What is the rationale for extending the lifetime of temporaries?

Question

In C++, the lifetime of a temporary value can be extended by binding it to a reference:

Foo make_foo();

{
    Foo const & r1 = make_foo();
    Foo && r2 = make_foo();

    // ...
}             // both objects are destroyed here

Why is this allowed? What problem does this solve?

I couldn't find an explanation for this in Design and Evolution (e.g. 6.3.2: Lifetime of Temporaries). Nor could I find any previous questions about this (this one came closest).

This feature is somewhat unintuitive and has subtle failure modes. For example:

Foo const & id(Foo const & x) { return x; }  // looks like a fine function...

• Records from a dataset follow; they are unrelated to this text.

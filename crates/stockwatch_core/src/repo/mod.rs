//! Store contracts and SQLite implementations.
//!
//! # Responsibility
//! - Define the narrow, async store interfaces consumed by the alerting and
//!   scoring core.
//! - Isolate SQLite query details from service orchestration.
//!
//! # Invariants
//! - Write paths validate model values before SQL mutations.
//! - Store APIs return semantic errors (`NotFound`, `Conflict`) from a closed
//!   enumeration; callers never inspect driver error codes.
//! - Read paths reject invalid persisted state instead of masking it.

use crate::db::DbError;
use crate::model::ValidationError;
use chrono::{DateTime, Utc};
use rusqlite::ffi;
use std::error::Error;
use std::fmt::{Display, Formatter};
use uuid::Uuid;

pub mod alert_repo;
pub mod destination_repo;
pub mod item_repo;
pub mod project_repo;

pub type RepoResult<T> = Result<T, RepoError>;

/// Store error shared by every repository.
#[derive(Debug)]
pub enum RepoError {
    Validation(ValidationError),
    Db(DbError),
    NotFound { entity: &'static str, id: Uuid },
    Conflict(String),
    InvalidData(String),
}

impl Display for RepoError {
    fn fmt(&self, f: &mut Formatter<'_>) -> std::fmt::Result {
        match self {
            Self::Validation(err) => write!(f, "{err}"),
            Self::Db(err) => write!(f, "{err}"),
            Self::NotFound { entity, id } => write!(f, "{entity} not found: {id}"),
            Self::Conflict(message) => write!(f, "conflict: {message}"),
            Self::InvalidData(message) => write!(f, "invalid persisted data: {message}"),
        }
    }
}

impl Error for RepoError {
    fn source(&self) -> Option<&(dyn Error + 'static)> {
        match self {
            Self::Validation(err) => Some(err),
            Self::Db(err) => Some(err),
            Self::NotFound { .. } | Self::Conflict(_) | Self::InvalidData(_) => None,
        }
    }
}

impl RepoError {
    /// Stable short code used in log lines.
    pub fn code(&self) -> &'static str {
        match self {
            Self::Validation(_) => "validation",
            Self::Db(_) => "db",
            Self::NotFound { .. } => "not_found",
            Self::Conflict(_) => "conflict",
            Self::InvalidData(_) => "invalid_data",
        }
    }

    pub(crate) fn not_found(entity: &'static str, id: Uuid) -> Self {
        Self::NotFound { entity, id }
    }
}

impl From<ValidationError> for RepoError {
    fn from(value: ValidationError) -> Self {
        Self::Validation(value)
    }
}

impl From<DbError> for RepoError {
    fn from(value: DbError) -> Self {
        Self::Db(value)
    }
}

impl From<rusqlite::Error> for RepoError {
    fn from(value: rusqlite::Error) -> Self {
        Self::Db(DbError::Sqlite(value))
    }
}

/// Returns whether a driver error is a UNIQUE/PRIMARY KEY violation.
pub(crate) fn is_unique_violation(err: &rusqlite::Error) -> bool {
    match err {
        rusqlite::Error::SqliteFailure(failure, _) => matches!(
            failure.extended_code,
            ffi::SQLITE_CONSTRAINT_UNIQUE | ffi::SQLITE_CONSTRAINT_PRIMARYKEY
        ),
        _ => false,
    }
}

pub(crate) fn parse_uuid(value: &str, column: &str) -> RepoResult<Uuid> {
    Uuid::parse_str(value)
        .map_err(|_| RepoError::InvalidData(format!("invalid uuid value `{value}` in {column}")))
}

pub(crate) fn parse_bool(value: i64, column: &str) -> RepoResult<bool> {
    match value {
        0 => Ok(false),
        1 => Ok(true),
        other => Err(RepoError::InvalidData(format!(
            "invalid boolean value `{other}` in {column}"
        ))),
    }
}

pub(crate) fn bool_to_int(value: bool) -> i64 {
    if value {
        1
    } else {
        0
    }
}

pub(crate) fn to_epoch_ms(value: DateTime<Utc>) -> i64 {
    value.timestamp_millis()
}

pub(crate) fn from_epoch_ms(value: i64, column: &str) -> RepoResult<DateTime<Utc>> {
    DateTime::<Utc>::from_timestamp_millis(value).ok_or_else(|| {
        RepoError::InvalidData(format!("timestamp `{value}` out of range in {column}"))
    })
}
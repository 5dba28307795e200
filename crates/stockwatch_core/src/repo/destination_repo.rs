//! Push destination registry.
//!
//! Token registration belongs to the user/device directory; the core only
//! lists registered tokens. `register_push_destination` exists for seeding
//! and local tooling.

use crate::db::SharedConnection;
use crate::repo::{RepoError, RepoResult};
use async_trait::async_trait;
use rusqlite::params;

#[async_trait]
pub trait DestinationRegistry: Send + Sync {
    /// Every non-null registered push token, unvalidated.
    async fn list_registered_push_destinations(&self) -> RepoResult<Vec<String>>;
}

#[derive(Clone)]
pub struct SqliteDestinationRepository {
    conn: SharedConnection,
}

impl SqliteDestinationRepository {
    pub fn new(conn: SharedConnection) -> Self {
        Self { conn }
    }

    /// Adds a destination row; a `None` token models a device that has not
    /// granted push permission yet.
    pub async fn register_push_destination(
        &self,
        label: &str,
        token: Option<&str>,
    ) -> RepoResult<i64> {
        let conn = self.conn.lock().await;
        let inserted = conn.execute(
            "INSERT INTO push_destinations (label, token) VALUES (?1, ?2);",
            params![label, token],
        );
        match inserted {
            Ok(_) => Ok(conn.last_insert_rowid()),
            Err(err) if super::is_unique_violation(&err) => Err(RepoError::Conflict(
                "push token is already registered".to_string(),
            )),
            Err(err) => Err(err.into()),
        }
    }
}

#[async_trait]
impl DestinationRegistry for SqliteDestinationRepository {
    async fn list_registered_push_destinations(&self) -> RepoResult<Vec<String>> {
        let conn = self.conn.lock().await;
        let mut stmt = conn.prepare(
            "SELECT token FROM push_destinations WHERE token IS NOT NULL ORDER BY id ASC;",
        )?;
        let tokens = stmt
            .query_map([], |row| row.get::<_, String>(0))?
            .collect::<Result<Vec<_>, _>>()?;
        Ok(tokens)
    }
}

Foo const & r3 = id(make_foo());             // ... but causes a terrible error!

Why is something that can be so easily and silently abused part of the language?

Update: the point may be subtle enough to warrant some clarification: I do not dispute the use of the rule that "references bind to temporaries". That is all fine and well, and allows us to use implicit conversions when binding to references. What I am asking about is why the lifetime of the temporary is affected. To play the devil's advocate, I could claim that the existing rules of "lifetime until end of full expression" already cover the common use cases of calling functions with temporary arguments.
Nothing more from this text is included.